**AIM OF THE EXERCISE:** Line by line, give the data again exactly as it appears.

**DATA IN THIS EXERCISE:**
//! Persisted task records

use chrono::NaiveDate;
use serde::{Deserialize, Serialize};

/// Identifier assigned by the store on insert
pub type TaskId = i64;

/// Status given to tasks created without one
pub const DEFAULT_STATUS: &str = "pending";

/// A stored task
#[derive(Debug, Clone, PartialEq, Eq, Serialize, Deserialize)]
#[serde(rename_all = "camelCase")]
pub struct Task {
    pub id: TaskId,
    pub title: String,
    pub description: String,
    pub due_date: Option<NaiveDate>,
    pub dependency_ids: Vec<TaskId>,
    pub status: String,
    /// Creation time (unix ms)
    pub created_at: i64,
}

/// Input for creating a task; the store assigns `id` and `created_at`
#[derive(Debug, Clone, PartialEq, Eq, Default, Serialize, Deserialize)]
#[serde(rename_all = "camelCase", default)]
pub struct NewTask {
    pub title: String,
    pub description: String,
    pub due_date: Option<NaiveDate>,
    pub dependency_ids: Vec<TaskId>,
    pub status: Option<String>,
}

impl NewTask {
    pub fn new(title: impl Into<String>, description: impl Into<String>) -> Self {
        Self {
            title: title.into(),
            description: description.into(),
            ..Default::default()
        }
    }

    pub fn with_due_date(mut self, due_date: NaiveDate) -> Self {
        self.due_date = Some(due_date);
        self
    }

    pub fn with_dependencies(mut self, ids: impl IntoIterator<Item = TaskId>) -> Self {
        self.dependency_ids = ids.into_iter().collect();
        self
    }

    pub fn with_status(mut self, status: impl Into<String>) -> Self {
        self.status = Some(status.into());
        self
    }
}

**ANSWER FOR THIS EXERCISE:**
//! Persisted task records

use chrono::NaiveDate;
use serde::{Deserialize, Serialize};

/// Identifier assigned by the store on insert
pub type TaskId = i64;

/// Status given to tasks created without one
pub const DEFAULT_STATUS: &str = "pending";

/// A stored task
#[derive(Debug, Clone, PartialEq, Eq, Serialize, Deserialize)]
#[serde(rename_all = "camelCase")]
pub struct Task {
    pub id: TaskId,
    pub title: String,
    pub description: String,
    pub due_date: Option<NaiveDate>,
    pub dependency_ids: Vec<TaskId>,
    pub status: String,
    /// Creation time (unix ms)
    pub created_at: i64,
}

/// Input for creating a task; the store assigns `id` and `created_at`
#[derive(Debug, Clone, PartialEq, Eq, Default, Serialize, Deserialize)]
#[serde(rename_all = "camelCase", default)]
pub struct NewTask {
    pub title: String,
    pub description: String,
    pub due_date: Option<NaiveDate>,
    pub dependency_ids: Vec<TaskId>,
    pub status: Option<String>,
}

impl NewTask {
    pub fn new(title: impl Into<String>, description: impl Into<String>) -> Self {
        Self {
            title: title.into(),
            description: description.into(),
            ..Default::default()
        }
    }

    pub fn with_due_date(mut self, due_date: NaiveDate) -> Self {
        self.due_date = Some(due_date);
        self
    }

    pub fn with_dependencies(mut self, ids: impl IntoIterator<Item = TaskId>) -> Self {
        self.dependency_ids = ids.into_iter().collect();
        self
    }

    pub fn with_status(mut self, status: impl Into<String>) -> Self {
        self.status = Some(status.into());
        self
    }
}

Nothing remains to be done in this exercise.